** Opening Information block **
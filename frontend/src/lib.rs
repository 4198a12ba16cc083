//! WebAssembly entry point for the spinmark frontend.
//!
//! Its only job is to hydrate the server-rendered splash screen so the
//! animation clock starts in the browser, and to initialize client-side
//! logging.

#[wasm_bindgen::prelude::wasm_bindgen]
/// Hydrates the application on the client-side.
///
/// This function is the WASM entry point. It initializes `console_log` and
/// `console_error_panic_hook` for debugging, then mounts the root component
/// (`app::component`) to hydrate the DOM.
pub fn hydrate() {
    use app::component;
    // Initialize console logging for client-side debugging.
    _ = console_log::init_with_level(log::Level::Debug);
    console_error_panic_hook::set_once();

    leptos::mount::hydrate_body(component);
}

#[cfg(test)]
mod tests {
    #[test]
    /// Smoke-test that `console_log` initialization is callable in tests.
    ///
    /// This may return `Err` if a logger was already installed by another
    /// test; we only require that this call does not panic.
    fn test_console_log_initialization() {
        let _ = console_log::init_with_level(log::Level::Debug);
    }
}
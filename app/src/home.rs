//! This module defines the `home` component: the application's single
//! screen.
//!
//! It is a plain full-viewport container that centers the animated loader
//! mark on both axes over a white background. All behavior lives in the
//! loader itself; this screen holds no state.

use leptos::{html::div, prelude::*};
use leptos_meta::{Title, TitleProps};

use crate::components::loader::{self, LoaderProps};

/// Renders the splash screen: the loader mark, centered, on white.
///
/// The loader is invoked with empty props, so every animation parameter
/// comes from its built-in defaults.
pub fn component() -> impl IntoView {
    div()
        .class("flex justify-center items-center w-screen h-screen bg-white")
        .child((
            Title(TitleProps::builder().text("Spinmark").build()),
            loader::component(LoaderProps::default()),
        ))
}

#[cfg(test)]
mod tests {
    use super::*;

    #[test]
    fn test_component_function_signature() {
        let _component_fn: fn() -> _ = component;
    }
}
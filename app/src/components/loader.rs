//! This module defines the `loader` component: the splash mark with a
//! continuously rotating, fading-in dash overlay.
//!
//! The component owns two animation progress signals for its lifetime. Both
//! are advanced by a single `requestAnimationFrame` recursion that samples
//! `performance.now()`, so the curves stay in lockstep and stop on their own
//! once the view has been unmounted.

use leptos::{ev, prelude::*};
use serde::{Deserialize, Serialize};

use crate::{animation, artwork};

/// Caller-supplied loader parameters. Every field is optional; unset fields
/// fall back to the values in [`LoaderConfig::default`].
#[derive(Clone, Copy, Debug, Default, PartialEq, Serialize, Deserialize)]
#[serde(default)]
pub struct LoaderProps {
    /// Minimum on-screen size of the mark, in pixels.
    pub size: Option<f64>,
    /// Divisor applied to the viewport width for responsive sizing.
    pub ratio_scale: Option<f64>,
    /// Period of one full rotation of the dash overlay, in milliseconds.
    pub rotation_duration_ms: Option<f64>,
    /// Length of the one-shot fade-in, in milliseconds.
    pub opacity_duration_ms: Option<f64>,
}

/// Fully resolved loader parameters, immutable for the life of one instance.
#[derive(Clone, Copy, Debug, PartialEq, Serialize, Deserialize)]
pub struct LoaderConfig {
    pub size: f64,
    pub ratio_scale: f64,
    pub rotation_duration_ms: f64,
    pub opacity_duration_ms: f64,
}

impl Default for LoaderConfig {
    fn default() -> Self {
        Self {
            size: 78.0,
            ratio_scale: 7.0,
            rotation_duration_ms: 12_000.0,
            opacity_duration_ms: 300.0,
        }
    }
}

impl LoaderProps {
    /// Merges these props over the defaults, field by field; a supplied value
    /// always wins over the default.
    #[must_use]
    pub fn resolve(self) -> LoaderConfig {
        let defaults = LoaderConfig::default();
        LoaderConfig {
            size: self.size.unwrap_or(defaults.size),
            ratio_scale: self.ratio_scale.unwrap_or(defaults.ratio_scale),
            rotation_duration_ms: self
                .rotation_duration_ms
                .unwrap_or(defaults.rotation_duration_ms),
            opacity_duration_ms: self
                .opacity_duration_ms
                .unwrap_or(defaults.opacity_duration_ms),
        }
    }
}

/// Renders the animated splash mark.
///
/// The mark is an SVG in a fixed 624x624 viewbox drawn at the responsive size
/// `max(config.size, viewport_width / config.ratio_scale)`. Paint order is
/// outline, base glyph, then the dash overlay wrapped in two transform
/// groups: the outer group carries the fade-in opacity and the translation to
/// the viewbox center, the inner group the rotation matrix, and the path
/// itself the inverse translation, so the overlay rotates in place about the
/// glyph centroid.
///
/// Both animations start when the component mounts in the browser and are
/// torn down with it; there is no pause or restart surface. Server rendering
/// emits the initial frame (opacity 0, rotation 0).
pub fn component(props: LoaderProps) -> impl IntoView {
    let config = props.resolve();

    let viewport_width = RwSignal::new(0.0_f64);
    let rotation = RwSignal::new(0.0_f64);
    let opacity = RwSignal::new(0.0_f64);

    // Effects never run during SSR, so everything touching the window lives
    // inside this one mount effect.
    Effect::new(move |_| {
        viewport_width.set(read_viewport_width());
        let resize = window_event_listener(ev::resize, move |_| {
            viewport_width.set(read_viewport_width());
        });
        on_cleanup(move || resize.remove());

        // Rotation and fade share one clock origin so they start together.
        let origin_ms = timestamp_ms();
        advance_frame(origin_ms, config, rotation, opacity);
    });

    let logo_size =
        move || animation::effective_size(config.size, viewport_width.get(), config.ratio_scale);
    let center_offset =
        animation::translate_matrix(artwork::VIEWBOX.w / 2.0, artwork::VIEWBOX.h / 2.0);
    let center_invert =
        animation::translate_matrix(-artwork::VIEWBOX.w / 2.0, -artwork::VIEWBOX.h / 2.0);
    let rotation_transform = move || {
        let angle = animation::rotation_angle(rotation.get());
        animation::svg_matrix(&animation::rotation_matrix(angle))
    };

    view! {
        <svg
            width=move || logo_size().to_string()
            height=move || logo_size().to_string()
            viewBox=format!("0 0 {} {}", artwork::VIEWBOX.w, artwork::VIEWBOX.h)
            shape-rendering="geometricPrecision"
        >
            <path fill=artwork::DARK d=artwork::OUTLINE_PATH></path>
            <path fill=artwork::LIGHTEN d=artwork::BASE_PATH></path>
            <g transform=center_offset opacity=move || opacity.get()>
                <g transform=rotation_transform>
                    <path transform=center_invert fill=artwork::DASH d=artwork::DASH_PATH></path>
                </g>
            </g>
        </svg>
    }
}

/// One animation frame: sample the clock, publish both progress values, and
/// schedule the next frame.
///
/// `try_set` hands the value back once a signal has been disposed along with
/// the component, which is the cue to stop scheduling frames.
fn advance_frame(
    origin_ms: f64,
    config: LoaderConfig,
    rotation: RwSignal<f64>,
    opacity: RwSignal<f64>,
) {
    let elapsed_ms = timestamp_ms() - origin_ms;
    let disposed = rotation
        .try_set(animation::rotation_progress(
            elapsed_ms,
            config.rotation_duration_ms,
        ))
        .is_some()
        || opacity
            .try_set(animation::opacity_progress(
                elapsed_ms,
                config.opacity_duration_ms,
            ))
            .is_some();
    if disposed {
        return;
    }
    request_animation_frame(move || advance_frame(origin_ms, config, rotation, opacity));
}

/// Current width of the host window, in CSS pixels.
fn read_viewport_width() -> f64 {
    window()
        .inner_width()
        .ok()
        .and_then(|width| width.as_f64())
        .unwrap_or_default()
}

/// Monotonic timestamp in milliseconds from the browser's performance clock.
fn timestamp_ms() -> f64 {
    window().performance().map_or(0.0, |perf| perf.now())
}
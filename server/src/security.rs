use axum::{
    body::Body,
    http::{
        Request, Response, StatusCode,
        header::{HeaderName, HeaderValue},
    },
    middleware::Next,
};

/// Security headers middleware.
///
/// Adds a fixed set of hardening headers to every response the server emits.
pub async fn security_headers(
    req: Request<Body>,
    next: Next,
) -> Result<Response<Body>, StatusCode> {
    let mut response = next.run(req).await;

    let headers = response.headers_mut();

    // X-Frame-Options: Prevent clickjacking
    headers.insert(
        HeaderName::from_static("x-frame-options"),
        HeaderValue::from_static("DENY"),
    );

    // X-Content-Type-Options: Prevent MIME type sniffing
    headers.insert(
        HeaderName::from_static("x-content-type-options"),
        HeaderValue::from_static("nosniff"),
    );

    // Referrer-Policy: Control referrer information
    headers.insert(
        HeaderName::from_static("referrer-policy"),
        HeaderValue::from_static("strict-origin-when-cross-origin"),
    );

    // Strict-Transport-Security (HSTS): Force HTTPS for 1 year
    headers.insert(
        HeaderName::from_static("strict-transport-security"),
        HeaderValue::from_static("max-age=31536000; includeSubDomains"),
    );

    Ok(response)
}

#[cfg(test)]
mod tests {
    use super::*;
    use axum::{Router, body::Body, http::Request, middleware, routing::get};
    use tower::ServiceExt as _;

    async fn ok_handler() -> &'static str {
        "ok"
    }

    #[test]
    fn test_security_headers_are_applied() {
        tokio_test::block_on(async {
            let app = Router::new()
                .route("/", get(ok_handler))
                .layer(middleware::from_fn(security_headers));

            let response = app
                .oneshot(Request::builder().uri("/").body(Body::empty()).unwrap())
                .await
                .unwrap();

            let headers = response.headers();
            assert_eq!(headers.get("x-frame-options").unwrap(), "DENY");
            assert_eq!(headers.get("x-content-type-options").unwrap(), "nosniff");
            assert_eq!(
                headers.get("referrer-policy").unwrap(),
                "strict-origin-when-cross-origin"
            );
            assert!(headers.get("strict-transport-security").is_some());
        });
    }
}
** Closing Information block **
### What you are asked to do
Which lines of the records contain the word "fixed"? Copy each of them.

### Your solution
/// The mark is an SVG in a fixed 624x624 viewbox drawn at the responsive size
/// Adds a fixed set of hardening headers to every response the server emits.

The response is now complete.